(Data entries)
|---|
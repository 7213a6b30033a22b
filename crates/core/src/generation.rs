//! Cache generation tags and cache naming.
//!
//! Versioned caches are named `{purpose}-v{generation}`; bumping the
//! generation makes the old names stale so activation can delete them
//! wholesale. Shared caches (fonts, CDN assets) carry no generation suffix
//! and survive generation bumps.

use std::fmt;

/// The version tag burned into every versioned cache name.
///
/// Exactly one generation is current for a running worker. Tags are
/// restricted to `[A-Za-z0-9._]` so the `-v` marker in cache names stays
/// unambiguous; [`Generation::is_valid_tag`] is enforced at config load.
#[derive(Debug, Clone, PartialEq, Eq)]
pub struct Generation(String);

impl Generation {
    pub fn new(tag: impl Into<String>) -> Self {
        Self(tag.into())
    }

    pub fn as_str(&self) -> &str {
        &self.0
    }

    /// Whether a string is usable as a generation tag.
    pub fn is_valid_tag(tag: &str) -> bool {
        !tag.is_empty() && tag.chars().all(|c| c.is_ascii_alphanumeric() || c == '.' || c == '_')
    }
}

impl fmt::Display for Generation {
    fn fmt(&self, f: &mut fmt::Formatter<'_>) -> fmt::Result {
        f.write_str(&self.0)
    }
}

/// The name of one named cache in the store.
#[derive(Debug, Clone, PartialEq, Eq)]
pub struct CacheName(String);

impl CacheName {
    /// A generation-scoped cache: `{purpose}-v{generation}`.
    pub fn versioned(purpose: &str, generation: &Generation) -> Self {
        Self(format!("{purpose}-v{generation}"))
    }

    /// A generation-independent cache, left untouched by activation.
    pub fn shared(purpose: &str) -> Self {
        Self(purpose.to_string())
    }

    /// The precache for a generation, holding the install manifest.
    pub fn precache(generation: &Generation) -> Self {
        Self::versioned("precache", generation)
    }

    pub fn as_str(&self) -> &str {
        &self.0
    }

    /// Extract the generation tag from a versioned cache name, if the name
    /// follows the `{purpose}-v{tag}` scheme. Shared names return `None`,
    /// as does anything whose suffix is not a plausible tag (so a name like
    /// `foo-very-bar` is never mistaken for a versioned cache).
    pub fn generation_suffix(name: &str) -> Option<&str> {
        let (prefix, suffix) = name.rsplit_once("-v")?;
        if prefix.is_empty() || !Generation::is_valid_tag(suffix) {
            return None;
        }
        Some(suffix)
    }

    /// Whether a cache name belongs to a generation other than `current`.
    ///
    /// The suffix comparison is exact: `static-resources-v12` is stale when
    /// the current generation is `1`.
    pub fn is_stale(name: &str, current: &Generation) -> bool {
        Self::generation_suffix(name).is_some_and(|tag| tag != current.as_str())
    }
}

impl fmt::Display for CacheName {
    fn fmt(&self, f: &mut fmt::Formatter<'_>) -> fmt::Result {
        f.write_str(&self.0)
    }
}
//! The precache manifest: the fixed set of same-origin paths installed
//! into the precache before the worker starts serving.

use url::Url;

use crate::error::Error;

/// One entry in the precache manifest.
#[derive(Debug, Clone, PartialEq, Eq)]
pub struct PrecacheEntry {
    /// Absolute URL the entry is fetched from and keyed under.
    pub url: Url,
    /// The origin-relative path the entry was declared with.
    pub path: String,
}

/// An ordered list of URLs to install into the precache.
#[derive(Debug, Clone, Default)]
pub struct PrecacheManifest {
    entries: Vec<PrecacheEntry>,
}

impl PrecacheManifest {
    /// Resolve origin-relative paths against the worker origin.
    ///
    /// Paths must start with `/`; duplicates collapse to the first
    /// occurrence so install never double-fetches an entry.
    pub fn from_paths<I, S>(origin: &Url, paths: I) -> Result<Self, Error>
    where
        I: IntoIterator<Item = S>,
        S: AsRef<str>,
    {
        let mut entries: Vec<PrecacheEntry> = Vec::new();
        for path in paths {
            let path = path.as_ref();
            if !path.starts_with('/') {
                return Err(Error::InvalidUrl(format!("precache path must be origin-relative: {path}")));
            }
            let url = origin
                .join(path)
                .map_err(|e| Error::InvalidUrl(format!("precache path {path}: {e}")))?;
            if entries.iter().any(|entry| entry.url == url) {
                continue;
            }
            entries.push(PrecacheEntry { url, path: path.to_string() });
        }
        Ok(Self { entries })
    }

    pub fn entries(&self) -> &[PrecacheEntry] {
        &self.entries
    }

    pub fn len(&self) -> usize {
        self.entries.len()
    }

    pub fn is_empty(&self) -> bool {
        self.entries.is_empty()
    }

    /// Look up the manifest URL for an origin-relative path.
    pub fn url_for(&self, path: &str) -> Option<&Url> {
        self.entries.iter().find(|entry| entry.path == path).map(|entry| &entry.url)
    }
}

#[cfg(test)]
mod tests {
    use super::*;

    fn origin() -> Url {
        Url::parse("http://localhost:8080/").unwrap()
    }

    #[test]
    fn test_paths_resolve_against_origin() {
        let manifest = PrecacheManifest::from_paths(&origin(), ["/", "/index.html", "/offline.html"]).unwrap();
        assert_eq!(manifest.len(), 3);
        assert_eq!(manifest.entries()[0].url.as_str(), "http://localhost:8080/");
        assert_eq!(manifest.entries()[2].url.as_str(), "http://localhost:8080/offline.html");
        assert_eq!(manifest.url_for("/offline.html").unwrap().path(), "/offline.html");
    }

    #[test]
    fn test_duplicates_collapse() {
        let manifest = PrecacheManifest::from_paths(&origin(), ["/a.html", "/a.html", "/b.html"]).unwrap();
        assert_eq!(manifest.len(), 2);
    }

    #[test]
    fn test_relative_path_rejected() {
        let err = PrecacheManifest::from_paths(&origin(), ["offline.html"]).unwrap_err();
        assert!(matches!(err, Error::InvalidUrl(_)));
    }
}
//! Core types and shared functionality for cachefront.
//!
//! This crate provides:
//! - Named-cache storage with SQLite backend
//! - Request/response types and cache naming for the routing layer
//! - Unified error types
//! - Configuration structures

pub mod config;
pub mod error;
pub mod generation;
pub mod manifest;
pub mod request;
pub mod response;
pub mod storage;

pub use config::AppConfig;
pub use error::Error;
pub use generation::{CacheName, Generation};
pub use manifest::{PrecacheEntry, PrecacheManifest};
pub use request::{Destination, RequestMode, WorkerRequest};
pub use response::{ResponseSource, WorkerResponse};
pub use storage::{CacheEntry, CacheStore};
|---|
■ Task to carry out:
Above are the records; print exactly the lines from the line with "impl fmt::Display for Generation" to the line with "pub fn versioned(purpose: &str, generation: &Generation)", including both, and nothing else.

■ Answer section:
impl fmt::Display for Generation {
    fn fmt(&self, f: &mut fmt::Formatter<'_>) -> fmt::Result {
        f.write_str(&self.0)
    }
}

/// The name of one named cache in the store.
#[derive(Debug, Clone, PartialEq, Eq)]
pub struct CacheName(String);

impl CacheName {
    /// A generation-scoped cache: `{purpose}-v{generation}`.
    pub fn versioned(purpose: &str, generation: &Generation) -> Self {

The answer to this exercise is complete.